La Refinadora Costarricense de Petróleo (Recope) anunció el viernes que retirará la demanda que interpuso contra la Contraloría General de la República en relación con el proyecto de ampliación y modernización de la refinería en Moín.
La decisión sobrevino ante la dificultad para conseguir acuerdos entre los jerarcas de la Refinadora y la Junta Directiva de la Sociedad Reconstructora Chino-Costarricense (Soresco) para la realización de un nuevo estudio de factibilidad.
Dicho estudio había sido ordenado por la Contraloría, así como también una reducción de los gastos operativos de esa empresa conjunta para que fueran consecuentes con la la situación actual del proyecto.
Debido a que esa ampliación está detenida, Recope decidió centrarse en reducir gastos, enfatizó Sara Salazar, presidenta ejecutiva de la empresa estatal.
“Hemos tratado de lograr ese consenso. Tuvimos una asamblea de socios y reuniones de asamblea, pero no se logró. Por eso decidimos retirar la demanda. Sí acordamos convocar a una asamblea extraordinaria de socios para ver cómo podemos buscar alternativas”, explicó la funcionaria.
La decisión de Recope se dio al cabo de un año de negociaciones sin éxito. Desde julio del 2013, la Contraloría señaló errores en el estudio de factibilidad para ampliar y modernizar la refinería en Moín y emitió un informe negativo. Esto llevó a que la administración anterior de Recope demandara, en abril de 2014, al ente contralor ante el Tribunal Contencioso-Administrativo, poco p antes del cambio de gobierno.
Señalamientos. Entre otros, la Contraloría señaló como error principal que la compañía que hizo el estudio de factibilidad está ligada al socio chino de Recope: la China National Petroleum Corporation (CNPC).
Así, se interpretó que, a raíz de ese nexo, el análisis de factibilidad carecía de imparcialidad, además de que “viola el acuerdo de empresa conjunta (firmado entre Recope y CNPC), según el cual el estudio debía hacerlo una firma ajena a ambas partes.

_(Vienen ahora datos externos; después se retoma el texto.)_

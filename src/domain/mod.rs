// Domain layer: models and ports. Adapters implement the ports; core consumes them.

pub mod model;
pub mod ports;
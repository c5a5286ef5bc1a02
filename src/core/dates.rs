use crate::domain::model::RawRecord;
use chrono::{NaiveDate, NaiveDateTime, NaiveTime};

/// The only accepted date layout: month/day/four-digit year, no time.
pub const DATE_FORMAT: &str = "%m/%d/%Y";

#[derive(Debug, Clone, Copy, PartialEq, Eq)]
pub enum DateVerdict {
    Accepted(NaiveDateTime),
    MissingDate,
    Unparsable,
    FutureDate,
}

pub fn extract_date(raw: &RawRecord, field: &str, now: NaiveDateTime) -> DateVerdict {
    let value = raw.get(field).unwrap_or_default().trim();
    if value.is_empty() {
        return DateVerdict::MissingDate;
    }

    let Some(date) = parse_feed_date(value) else {
        return DateVerdict::Unparsable;
    };

    let timestamp = date.and_time(NaiveTime::MIN);
    if timestamp > now {
        return DateVerdict::FutureDate;
    }

    DateVerdict::Accepted(timestamp)
}

fn parse_feed_date(value: &str) -> Option<NaiveDate> {
    // chrono's %Y also takes signed and 5+ digit years
    let year = value.rsplit('/').next()?;
    if year.len() != 4 || !year.bytes().all(|b| b.is_ascii_digit()) {
        return None;
    }
    NaiveDate::parse_from_str(value, DATE_FORMAT).ok()
}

Como efecto de lo anterior, la unidad ejecutora de la refinería chino-costarricense gastó $34 millones en estudios para el desarrollo de obras que no podrán ser utilizadas por orden de la Contraloría General de la República.
Soresco, creada para gestionar las obras en la refinería de Moín, pagó dicha suma por el análisis de factibilidad ahora invalidado, el de viabilidad financiera y el diseño de ingeniería de la nueva refinería, según estados financieros de la firma conjunta.

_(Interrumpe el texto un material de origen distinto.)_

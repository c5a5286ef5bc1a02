#![allow(dead_code)]

use async_trait::async_trait;
use std::collections::HashMap;
use std::sync::Mutex;
use transit_sync::core::{MailTransport, SheetStore};
use transit_sync::domain::model::{MailMessage, SheetHandle};
use transit_sync::{Result, SyncConfig, SyncError};

pub fn config_for(source_url: &str) -> SyncConfig {
    let toml_content = format!(
        r#"
[source]
url = "{}"

[filter]
date_field = "Date Received"
columns = ["Docket Number", "Date Received", "Carrier", "Subject"]
window_days = 30

[destination]
name = "Recent Transit Filings"
"#,
        source_url
    );
    SyncConfig::from_toml_str(&toml_content).unwrap()
}

/// Spreadsheets kept in memory, keyed by name.
#[derive(Default)]
pub struct MemoryStore {
    pub sheets: Mutex<HashMap<String, Vec<Vec<String>>>>,
    pub grants: Mutex<Vec<String>>,
    pub fail_create: bool,
    pub fail_grant: bool,
}

impl MemoryStore {
    pub fn content(&self, name: &str) -> Option<Vec<Vec<String>>> {
        self.sheets.lock().unwrap().get(name).cloned()
    }

    fn handle(name: &str) -> SheetHandle {
        SheetHandle {
            id: format!("sheet-{}", name.len()),
            name: name.to_string(),
        }
    }
}

#[async_trait]
impl SheetStore for MemoryStore {
    async fn find_by_name(&self, name: &str) -> Result<Option<SheetHandle>> {
        Ok(self
            .sheets
            .lock()
            .unwrap()
            .contains_key(name)
            .then(|| Self::handle(name)))
    }

    async fn create(&self, name: &str) -> Result<SheetHandle> {
        if self.fail_create {
            return Err(SyncError::destination("create", "HTTP 403: storage quota exceeded"));
        }
        self.sheets.lock().unwrap().insert(name.to_string(), Vec::new());
        Ok(Self::handle(name))
    }

    async fn grant_access(&self, _sheet: &SheetHandle, identity: &str) -> Result<()> {
        if self.fail_grant {
            return Err(SyncError::destination("grant_access", "HTTP 400: invalid sharing request"));
        }
        self.grants.lock().unwrap().push(identity.to_string());
        Ok(())
    }

    async fn clear(&self, sheet: &SheetHandle) -> Result<()> {
        if let Some(rows) = self.sheets.lock().unwrap().get_mut(&sheet.name) {
            rows.clear();
        }
        Ok(())
    }

    async fn append_rows(&self, sheet: &SheetHandle, rows: &[Vec<String>]) -> Result<()> {
        self.sheets
            .lock()
            .unwrap()
            .entry(sheet.name.clone())
            .or_default()
            .extend(rows.iter().cloned());
        Ok(())
    }

    fn locator(&self, sheet: &SheetHandle) -> String {
        format!("https://docs.google.com/spreadsheets/d/{}", sheet.id)
    }

    async fn list_all(&self) -> Result<Vec<SheetHandle>> {
        Ok(self
            .sheets
            .lock()
            .unwrap()
            .keys()
            .map(|name| Self::handle(name))
            .collect())
    }

    async fn delete(&self, sheet: &SheetHandle) -> Result<()> {
        self.sheets.lock().unwrap().remove(&sheet.name);
        Ok(())
    }
}

#[derive(Default)]
pub struct RecordingMailer {
    pub sent: Mutex<Vec<MailMessage>>,
    pub fail: bool,
}

#[async_trait]
impl MailTransport for RecordingMailer {
    async fn send(&self, message: &MailMessage) -> Result<()> {
        if self.fail {
            return Err(SyncError::MailError {
                message: "connection refused".to_string(),
            });
        }
        self.sent.lock().unwrap().push(message.clone());
        Ok(())
    }
}

// Engines take ownership of their ports; these let a test keep inspecting the doubles.

#[async_trait]
impl<'a> MailTransport for &'a RecordingMailer {
    async fn send(&self, message: &MailMessage) -> Result<()> {
        (**self).send(message).await
    }
}

#[async_trait]
impl<'a> SheetStore for &'a MemoryStore {
    async fn find_by_name(&self, name: &str) -> Result<Option<SheetHandle>> {
        (**self).find_by_name(name).await
    }

    async fn create(&self, name: &str) -> Result<SheetHandle> {
        (**self).create(name).await
    }

    async fn grant_access(&self, sheet: &SheetHandle, identity: &str) -> Result<()> {
        (**self).grant_access(sheet, identity).await
    }

    async fn clear(&self, sheet: &SheetHandle) -> Result<()> {
        (**self).clear(sheet).await
    }

    async fn append_rows(&self, sheet: &SheetHandle, rows: &[Vec<String>]) -> Result<()> {
        (**self).append_rows(sheet, rows).await
    }

    fn locator(&self, sheet: &SheetHandle) -> String {
        (**self).locator(sheet)
    }

    async fn list_all(&self) -> Result<Vec<SheetHandle>> {
        (**self).list_all().await
    }

    async fn delete(&self, sheet: &SheetHandle) -> Result<()> {
        (**self).delete(sheet).await
    }
}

El acuerdo de empresa conjunta, donde se crea Soresco, también incluía un aporte de ambos socios, el chino y el costarricense, de $50 millones cada uno.
Esa es la fuente de financiamiento principal con fondos que ya fueron aportados y de los cuales solo quedan ya $39 millones, precisó Alejandro Muñoz, tesorero de Soresco.

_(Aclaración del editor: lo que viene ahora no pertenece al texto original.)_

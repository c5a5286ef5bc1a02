use crate::core::dates::{extract_date, DateVerdict};
use crate::core::normalize::normalize_row;
use crate::domain::model::{DatedRecord, RawRecord, ResultSet, Window};
use crate::utils::error::Result;
use chrono::NaiveDateTime;

pub const DEFAULT_WINDOW_DAYS: i64 = 30;

/// Per-reason tallies for one pass. Excluded rows are only ever counted, never raised.
#[derive(Debug, Clone, Default, PartialEq, Eq)]
pub struct FilterStats {
    pub scanned: u64,
    pub kept: u64,
    pub missing_date: u64,
    pub unparsable_date: u64,
    pub future_date: u64,
    pub outside_window: u64,
    pub malformed_rows: u64,
}

impl FilterStats {
    pub fn excluded(&self) -> u64 {
        self.missing_date
            + self.unparsable_date
            + self.future_date
            + self.outside_window
            + self.malformed_rows
    }
}

/// Streaming window filter. Feed it rows with [`WindowFilter::push`], then call
/// [`WindowFilter::finish`] once the source is exhausted. Only in-window rows are held.
#[derive(Debug, Clone)]
pub struct WindowFilter {
    window: Window,
    date_field: String,
    columns: Vec<String>,
    kept: Vec<DatedRecord>,
    stats: FilterStats,
}

impl WindowFilter {
    pub fn new(
        now: NaiveDateTime,
        window_days: i64,
        date_field: &str,
        columns: &[String],
    ) -> Result<Self> {
        Ok(Self {
            window: Window::ending_at(now, window_days)?,
            date_field: date_field.to_string(),
            columns: columns.to_vec(),
            kept: Vec::new(),
            stats: FilterStats::default(),
        })
    }

    pub fn window(&self) -> Window {
        self.window
    }

    pub fn stats(&self) -> &FilterStats {
        &self.stats
    }

    pub fn push(&mut self, raw: &RawRecord) -> DateVerdict {
        let sequence = self.stats.scanned;
        self.stats.scanned += 1;

        let verdict = extract_date(raw, &self.date_field, self.window.now);
        match verdict {
            DateVerdict::MissingDate => self.stats.missing_date += 1,
            DateVerdict::Unparsable => self.stats.unparsable_date += 1,
            DateVerdict::FutureDate => self.stats.future_date += 1,
            DateVerdict::Accepted(timestamp) if timestamp < self.window.cutoff => {
                self.stats.outside_window += 1;
            }
            DateVerdict::Accepted(timestamp) => {
                self.stats.kept += 1;
                self.kept.push(DatedRecord {
                    timestamp,
                    sequence,
                    record: normalize_row(raw, &self.columns),
                });
            }
        }
        verdict
    }

    /// Counts a feed line that could not be decoded into a record at all.
    pub fn skip_malformed(&mut self) {
        self.stats.scanned += 1;
        self.stats.malformed_rows += 1;
    }

    pub fn finish(self) -> (ResultSet, FilterStats) {
        let mut kept = self.kept;
        kept.sort_by(|a, b| {
            b.timestamp
                .cmp(&a.timestamp)
                .then(a.sequence.cmp(&b.sequence))
        });

        let rows = kept.into_iter().map(|dated| dated.record).collect();
        (ResultSet { rows }, self.stats)
    }
}

/// Convenience driver for sources that already are iterators.
pub fn filter_window<I>(
    records: I,
    now: NaiveDateTime,
    window_days: i64,
    date_field: &str,
    columns: &[String],
) -> Result<(ResultSet, FilterStats)>
where
    I: IntoIterator<Item = RawRecord>,
{
    let mut filter = WindowFilter::new(now, window_days, date_field, columns)?;
    for raw in records {
        filter.push(&raw);
    }
    Ok(filter.finish())
}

Soresco tiene hoy 20 empleados, la mayoría son ingenieros de origen chino, algunos costarricenses. Muñoz y Salazar dijeron que no hay nadie de Recope pues ya ese personal fue retirado.
“Hemos tratado de establecer las funciones que este personal hace. Hasta donde el gerente general de Soresco nos dice, ellos lo que han venido revisando son datos del proyecto, trabajando con licencias de software especializado y revisando el tema del diseño” afirmó Muñoz.
Según Muñoz, hace más de un año se propuso una rebaja en la cifra del personal de Soresco “porque no tenemos claridad de las funciones que realiza cada persona”, refirió el tesorero.
El proyecto para modernizar la vieja refinería de Moín asciende a $1.500 millones: $900 millones financiados por el Banco de Desarrollo Chino y $600 millones entre Costa Rica y China.
Al revisar el análisis financiero de la refinería, la Contraloría también lo invalidó al no permitir saber si la inversión de $1.500 millones en la obra y su posterior operación son rentables.